Tally how many lines in this material contain the word "EXISTS", and reply only with the count.

•••

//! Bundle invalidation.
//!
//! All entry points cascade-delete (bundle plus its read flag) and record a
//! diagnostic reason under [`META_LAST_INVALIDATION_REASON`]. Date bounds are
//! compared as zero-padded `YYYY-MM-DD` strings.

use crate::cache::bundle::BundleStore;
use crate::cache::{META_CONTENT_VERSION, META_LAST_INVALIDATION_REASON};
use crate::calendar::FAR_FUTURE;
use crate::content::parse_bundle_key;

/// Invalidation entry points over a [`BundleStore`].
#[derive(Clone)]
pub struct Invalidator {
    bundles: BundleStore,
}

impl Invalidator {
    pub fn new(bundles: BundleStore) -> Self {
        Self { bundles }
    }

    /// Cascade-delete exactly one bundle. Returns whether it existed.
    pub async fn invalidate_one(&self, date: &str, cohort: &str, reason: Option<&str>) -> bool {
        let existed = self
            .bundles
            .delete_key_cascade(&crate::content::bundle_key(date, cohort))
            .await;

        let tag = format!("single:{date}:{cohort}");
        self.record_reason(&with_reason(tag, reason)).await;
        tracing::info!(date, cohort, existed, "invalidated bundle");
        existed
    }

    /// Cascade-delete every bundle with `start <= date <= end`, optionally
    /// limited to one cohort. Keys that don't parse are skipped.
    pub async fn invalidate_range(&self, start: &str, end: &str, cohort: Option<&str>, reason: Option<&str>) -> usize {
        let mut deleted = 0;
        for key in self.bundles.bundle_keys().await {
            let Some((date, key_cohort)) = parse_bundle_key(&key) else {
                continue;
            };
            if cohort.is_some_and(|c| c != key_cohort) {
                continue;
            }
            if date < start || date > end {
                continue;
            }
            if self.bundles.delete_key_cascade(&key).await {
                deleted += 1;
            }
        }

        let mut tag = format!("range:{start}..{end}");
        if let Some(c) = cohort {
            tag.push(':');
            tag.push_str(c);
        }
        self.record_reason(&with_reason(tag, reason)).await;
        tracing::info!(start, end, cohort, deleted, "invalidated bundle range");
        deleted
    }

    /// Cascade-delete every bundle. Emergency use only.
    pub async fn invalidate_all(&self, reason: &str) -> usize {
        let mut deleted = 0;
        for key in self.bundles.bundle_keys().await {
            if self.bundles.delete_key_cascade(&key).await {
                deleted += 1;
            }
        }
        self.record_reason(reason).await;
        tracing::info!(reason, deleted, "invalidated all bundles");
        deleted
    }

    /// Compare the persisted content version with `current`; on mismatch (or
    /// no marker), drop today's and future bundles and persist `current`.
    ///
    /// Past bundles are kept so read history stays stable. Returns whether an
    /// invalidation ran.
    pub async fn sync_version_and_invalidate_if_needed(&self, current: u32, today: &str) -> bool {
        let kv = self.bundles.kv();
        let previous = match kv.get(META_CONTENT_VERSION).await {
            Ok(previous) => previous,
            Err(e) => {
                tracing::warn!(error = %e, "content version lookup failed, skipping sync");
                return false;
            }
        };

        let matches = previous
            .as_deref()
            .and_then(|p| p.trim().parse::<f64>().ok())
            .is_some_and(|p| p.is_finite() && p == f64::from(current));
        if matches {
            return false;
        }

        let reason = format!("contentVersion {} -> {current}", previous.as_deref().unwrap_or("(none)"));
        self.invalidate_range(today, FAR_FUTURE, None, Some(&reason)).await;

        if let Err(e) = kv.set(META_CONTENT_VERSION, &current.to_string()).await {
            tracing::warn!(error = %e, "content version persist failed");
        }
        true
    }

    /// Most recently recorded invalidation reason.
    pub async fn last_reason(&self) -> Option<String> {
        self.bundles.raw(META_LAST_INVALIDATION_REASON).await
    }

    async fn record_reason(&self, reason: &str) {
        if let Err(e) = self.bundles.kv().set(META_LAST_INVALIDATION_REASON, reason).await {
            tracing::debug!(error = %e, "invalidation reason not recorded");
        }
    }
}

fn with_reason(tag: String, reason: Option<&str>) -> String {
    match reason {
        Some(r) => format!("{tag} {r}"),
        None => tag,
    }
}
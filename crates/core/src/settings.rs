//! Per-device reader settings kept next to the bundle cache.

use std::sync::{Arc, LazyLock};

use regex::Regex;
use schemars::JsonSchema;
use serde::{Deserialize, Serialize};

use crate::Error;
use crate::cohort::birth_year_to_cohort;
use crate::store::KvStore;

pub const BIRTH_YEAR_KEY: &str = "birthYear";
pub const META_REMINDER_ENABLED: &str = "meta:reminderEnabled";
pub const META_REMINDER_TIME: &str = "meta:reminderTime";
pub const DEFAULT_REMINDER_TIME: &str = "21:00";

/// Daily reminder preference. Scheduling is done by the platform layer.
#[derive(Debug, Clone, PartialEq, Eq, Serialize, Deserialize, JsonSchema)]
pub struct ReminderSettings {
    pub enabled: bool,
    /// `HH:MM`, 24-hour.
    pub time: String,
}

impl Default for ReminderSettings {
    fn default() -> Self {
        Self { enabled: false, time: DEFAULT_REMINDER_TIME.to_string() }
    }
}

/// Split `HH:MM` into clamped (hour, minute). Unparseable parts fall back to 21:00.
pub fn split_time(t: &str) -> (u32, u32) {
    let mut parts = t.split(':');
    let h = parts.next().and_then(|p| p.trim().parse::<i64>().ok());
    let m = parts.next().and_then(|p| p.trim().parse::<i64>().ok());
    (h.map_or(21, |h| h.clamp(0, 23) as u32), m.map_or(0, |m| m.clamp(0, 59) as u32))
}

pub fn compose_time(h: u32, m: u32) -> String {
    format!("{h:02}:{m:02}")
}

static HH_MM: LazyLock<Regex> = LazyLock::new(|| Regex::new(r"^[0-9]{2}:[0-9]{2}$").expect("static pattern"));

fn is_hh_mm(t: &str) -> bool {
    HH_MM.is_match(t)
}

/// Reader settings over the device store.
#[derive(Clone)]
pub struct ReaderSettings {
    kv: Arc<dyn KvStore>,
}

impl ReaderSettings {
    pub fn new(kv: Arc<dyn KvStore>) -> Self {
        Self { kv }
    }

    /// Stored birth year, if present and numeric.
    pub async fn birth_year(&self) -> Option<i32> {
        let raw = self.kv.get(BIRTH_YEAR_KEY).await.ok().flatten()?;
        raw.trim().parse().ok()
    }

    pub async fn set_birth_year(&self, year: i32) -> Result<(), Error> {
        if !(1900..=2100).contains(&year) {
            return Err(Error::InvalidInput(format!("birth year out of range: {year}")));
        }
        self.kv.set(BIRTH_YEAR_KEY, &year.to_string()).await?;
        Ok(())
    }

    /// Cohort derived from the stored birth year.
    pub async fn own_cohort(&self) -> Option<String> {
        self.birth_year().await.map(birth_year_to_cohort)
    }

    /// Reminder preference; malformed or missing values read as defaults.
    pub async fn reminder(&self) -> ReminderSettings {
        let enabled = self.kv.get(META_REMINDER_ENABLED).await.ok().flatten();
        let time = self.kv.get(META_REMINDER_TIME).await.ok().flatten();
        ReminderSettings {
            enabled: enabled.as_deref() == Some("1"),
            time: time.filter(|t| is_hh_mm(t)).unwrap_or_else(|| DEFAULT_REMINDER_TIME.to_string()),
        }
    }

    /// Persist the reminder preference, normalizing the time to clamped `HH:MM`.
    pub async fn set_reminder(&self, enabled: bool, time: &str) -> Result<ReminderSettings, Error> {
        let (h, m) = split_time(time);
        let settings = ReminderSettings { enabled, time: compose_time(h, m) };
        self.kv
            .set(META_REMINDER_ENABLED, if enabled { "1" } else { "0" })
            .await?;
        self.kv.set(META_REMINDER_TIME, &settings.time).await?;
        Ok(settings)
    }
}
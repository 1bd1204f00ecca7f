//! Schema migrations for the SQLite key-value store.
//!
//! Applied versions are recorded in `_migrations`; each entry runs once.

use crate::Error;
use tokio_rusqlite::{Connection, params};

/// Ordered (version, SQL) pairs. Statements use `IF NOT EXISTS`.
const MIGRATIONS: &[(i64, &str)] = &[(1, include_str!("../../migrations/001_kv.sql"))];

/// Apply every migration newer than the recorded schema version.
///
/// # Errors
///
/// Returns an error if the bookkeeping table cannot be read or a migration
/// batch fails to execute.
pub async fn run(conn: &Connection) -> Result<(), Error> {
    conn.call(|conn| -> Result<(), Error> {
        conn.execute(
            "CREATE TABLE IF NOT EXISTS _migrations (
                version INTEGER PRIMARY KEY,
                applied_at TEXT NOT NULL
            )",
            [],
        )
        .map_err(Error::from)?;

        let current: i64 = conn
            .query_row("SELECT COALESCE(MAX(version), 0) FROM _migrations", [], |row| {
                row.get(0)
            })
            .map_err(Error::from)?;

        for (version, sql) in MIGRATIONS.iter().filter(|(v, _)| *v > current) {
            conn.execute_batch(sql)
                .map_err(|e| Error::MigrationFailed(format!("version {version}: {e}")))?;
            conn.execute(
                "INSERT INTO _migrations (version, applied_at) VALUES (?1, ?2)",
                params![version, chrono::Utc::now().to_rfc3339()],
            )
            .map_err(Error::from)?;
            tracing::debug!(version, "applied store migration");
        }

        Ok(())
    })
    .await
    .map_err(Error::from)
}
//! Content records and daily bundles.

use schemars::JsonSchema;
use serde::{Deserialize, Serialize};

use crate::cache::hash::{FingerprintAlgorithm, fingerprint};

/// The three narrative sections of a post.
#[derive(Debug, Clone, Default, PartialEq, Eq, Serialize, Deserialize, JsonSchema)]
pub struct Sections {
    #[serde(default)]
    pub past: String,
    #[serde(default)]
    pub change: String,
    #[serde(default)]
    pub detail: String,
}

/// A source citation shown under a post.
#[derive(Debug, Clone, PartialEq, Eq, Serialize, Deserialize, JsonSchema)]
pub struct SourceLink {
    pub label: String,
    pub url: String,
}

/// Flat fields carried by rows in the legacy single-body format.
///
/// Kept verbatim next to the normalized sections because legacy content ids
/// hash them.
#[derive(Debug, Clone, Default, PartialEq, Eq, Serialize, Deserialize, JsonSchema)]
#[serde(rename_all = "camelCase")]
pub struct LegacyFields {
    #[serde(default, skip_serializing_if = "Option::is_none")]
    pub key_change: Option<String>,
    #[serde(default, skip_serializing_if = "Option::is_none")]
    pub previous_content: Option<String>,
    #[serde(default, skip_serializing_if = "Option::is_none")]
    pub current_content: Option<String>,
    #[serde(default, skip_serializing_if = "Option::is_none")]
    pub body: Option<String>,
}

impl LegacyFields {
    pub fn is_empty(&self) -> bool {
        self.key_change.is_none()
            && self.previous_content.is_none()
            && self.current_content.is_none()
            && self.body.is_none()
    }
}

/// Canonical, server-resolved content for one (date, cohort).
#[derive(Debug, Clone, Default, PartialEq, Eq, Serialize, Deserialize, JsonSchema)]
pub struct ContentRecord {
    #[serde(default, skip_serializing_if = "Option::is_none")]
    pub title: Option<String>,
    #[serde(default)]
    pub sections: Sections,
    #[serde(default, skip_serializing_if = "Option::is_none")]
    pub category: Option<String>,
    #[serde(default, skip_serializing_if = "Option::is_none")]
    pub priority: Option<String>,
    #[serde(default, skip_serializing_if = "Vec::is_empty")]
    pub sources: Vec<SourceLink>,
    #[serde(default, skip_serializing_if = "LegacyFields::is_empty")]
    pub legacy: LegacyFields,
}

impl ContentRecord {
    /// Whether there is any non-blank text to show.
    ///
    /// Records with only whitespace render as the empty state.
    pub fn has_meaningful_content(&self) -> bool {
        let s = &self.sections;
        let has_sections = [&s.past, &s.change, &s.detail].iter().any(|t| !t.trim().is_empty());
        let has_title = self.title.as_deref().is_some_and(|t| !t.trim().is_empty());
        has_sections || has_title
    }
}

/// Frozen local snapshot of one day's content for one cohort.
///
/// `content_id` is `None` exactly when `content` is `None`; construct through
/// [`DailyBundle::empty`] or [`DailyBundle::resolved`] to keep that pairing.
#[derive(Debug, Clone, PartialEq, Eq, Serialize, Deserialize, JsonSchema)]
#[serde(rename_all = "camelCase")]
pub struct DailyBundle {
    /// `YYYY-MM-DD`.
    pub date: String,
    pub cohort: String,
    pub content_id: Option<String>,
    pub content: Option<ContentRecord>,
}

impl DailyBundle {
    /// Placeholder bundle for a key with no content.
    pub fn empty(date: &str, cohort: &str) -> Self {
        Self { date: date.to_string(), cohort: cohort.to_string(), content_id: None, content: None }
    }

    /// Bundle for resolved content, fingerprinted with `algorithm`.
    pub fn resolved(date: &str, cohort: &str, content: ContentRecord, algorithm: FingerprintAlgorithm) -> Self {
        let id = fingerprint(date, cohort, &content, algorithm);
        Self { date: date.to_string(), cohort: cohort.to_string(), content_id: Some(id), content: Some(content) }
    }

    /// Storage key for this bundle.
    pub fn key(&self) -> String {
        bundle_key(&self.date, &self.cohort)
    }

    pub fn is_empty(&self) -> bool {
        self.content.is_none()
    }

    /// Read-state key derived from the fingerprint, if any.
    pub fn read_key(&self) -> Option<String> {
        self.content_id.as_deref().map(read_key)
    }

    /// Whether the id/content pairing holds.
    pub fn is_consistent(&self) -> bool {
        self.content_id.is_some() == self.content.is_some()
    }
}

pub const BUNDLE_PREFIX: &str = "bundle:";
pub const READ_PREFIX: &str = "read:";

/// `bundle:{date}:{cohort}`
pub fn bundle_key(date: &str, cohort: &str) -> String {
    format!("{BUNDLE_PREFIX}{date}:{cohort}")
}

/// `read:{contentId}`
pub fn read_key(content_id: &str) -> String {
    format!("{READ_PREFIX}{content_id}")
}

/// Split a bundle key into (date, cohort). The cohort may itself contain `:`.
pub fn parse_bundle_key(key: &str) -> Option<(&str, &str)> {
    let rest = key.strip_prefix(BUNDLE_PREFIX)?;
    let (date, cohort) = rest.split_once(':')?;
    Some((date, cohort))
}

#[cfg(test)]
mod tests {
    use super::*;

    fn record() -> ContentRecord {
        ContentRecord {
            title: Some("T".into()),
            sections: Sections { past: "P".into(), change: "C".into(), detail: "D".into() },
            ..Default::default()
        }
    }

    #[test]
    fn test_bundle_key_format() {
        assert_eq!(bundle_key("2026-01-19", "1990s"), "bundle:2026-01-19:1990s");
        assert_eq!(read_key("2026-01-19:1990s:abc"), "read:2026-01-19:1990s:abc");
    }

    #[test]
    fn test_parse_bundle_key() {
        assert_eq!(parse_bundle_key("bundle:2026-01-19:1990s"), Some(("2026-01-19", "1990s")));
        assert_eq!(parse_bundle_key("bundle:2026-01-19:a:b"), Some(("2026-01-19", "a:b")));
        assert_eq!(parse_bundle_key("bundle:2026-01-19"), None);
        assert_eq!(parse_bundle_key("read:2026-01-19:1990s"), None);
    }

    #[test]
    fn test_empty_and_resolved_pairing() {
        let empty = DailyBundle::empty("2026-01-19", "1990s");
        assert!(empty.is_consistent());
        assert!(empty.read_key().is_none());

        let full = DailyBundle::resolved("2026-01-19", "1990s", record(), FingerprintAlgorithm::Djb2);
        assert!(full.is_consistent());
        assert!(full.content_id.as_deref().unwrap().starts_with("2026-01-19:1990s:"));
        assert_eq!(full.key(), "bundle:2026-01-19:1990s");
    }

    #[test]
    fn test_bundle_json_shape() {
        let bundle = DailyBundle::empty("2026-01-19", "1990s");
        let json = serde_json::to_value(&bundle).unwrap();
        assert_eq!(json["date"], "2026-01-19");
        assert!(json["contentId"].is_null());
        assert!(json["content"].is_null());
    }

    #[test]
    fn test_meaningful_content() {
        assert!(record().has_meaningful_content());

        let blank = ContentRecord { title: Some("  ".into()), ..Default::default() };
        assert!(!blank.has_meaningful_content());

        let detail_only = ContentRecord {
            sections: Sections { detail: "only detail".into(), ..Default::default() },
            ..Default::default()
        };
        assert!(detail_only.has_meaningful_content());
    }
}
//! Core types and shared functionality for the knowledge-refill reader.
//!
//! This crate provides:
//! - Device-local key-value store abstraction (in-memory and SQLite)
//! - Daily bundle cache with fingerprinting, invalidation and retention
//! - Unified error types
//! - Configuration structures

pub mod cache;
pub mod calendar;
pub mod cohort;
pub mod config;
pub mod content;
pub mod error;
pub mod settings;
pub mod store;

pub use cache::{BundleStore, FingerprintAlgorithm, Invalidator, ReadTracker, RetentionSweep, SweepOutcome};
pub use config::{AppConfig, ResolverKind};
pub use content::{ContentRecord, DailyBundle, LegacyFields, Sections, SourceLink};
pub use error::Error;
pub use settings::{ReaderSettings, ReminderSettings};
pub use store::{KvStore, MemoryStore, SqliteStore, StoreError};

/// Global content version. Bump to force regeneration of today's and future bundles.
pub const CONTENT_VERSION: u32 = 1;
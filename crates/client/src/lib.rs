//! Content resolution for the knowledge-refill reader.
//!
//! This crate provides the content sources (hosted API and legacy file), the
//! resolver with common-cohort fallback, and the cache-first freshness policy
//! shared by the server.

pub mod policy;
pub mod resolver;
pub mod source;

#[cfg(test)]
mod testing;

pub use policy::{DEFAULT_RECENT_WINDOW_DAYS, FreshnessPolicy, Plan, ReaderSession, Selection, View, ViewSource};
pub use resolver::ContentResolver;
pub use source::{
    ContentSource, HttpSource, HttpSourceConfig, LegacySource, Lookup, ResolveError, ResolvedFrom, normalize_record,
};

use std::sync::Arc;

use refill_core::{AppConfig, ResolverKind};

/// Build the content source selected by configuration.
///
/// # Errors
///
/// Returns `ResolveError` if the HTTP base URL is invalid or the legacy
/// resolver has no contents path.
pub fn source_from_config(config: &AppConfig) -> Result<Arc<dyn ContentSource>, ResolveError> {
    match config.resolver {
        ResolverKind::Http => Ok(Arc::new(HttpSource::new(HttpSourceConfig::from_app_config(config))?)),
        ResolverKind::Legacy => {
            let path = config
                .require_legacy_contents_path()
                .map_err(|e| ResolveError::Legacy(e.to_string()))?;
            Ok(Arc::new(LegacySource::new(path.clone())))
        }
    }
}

•••

**EXERCISE SOLUTION:**
2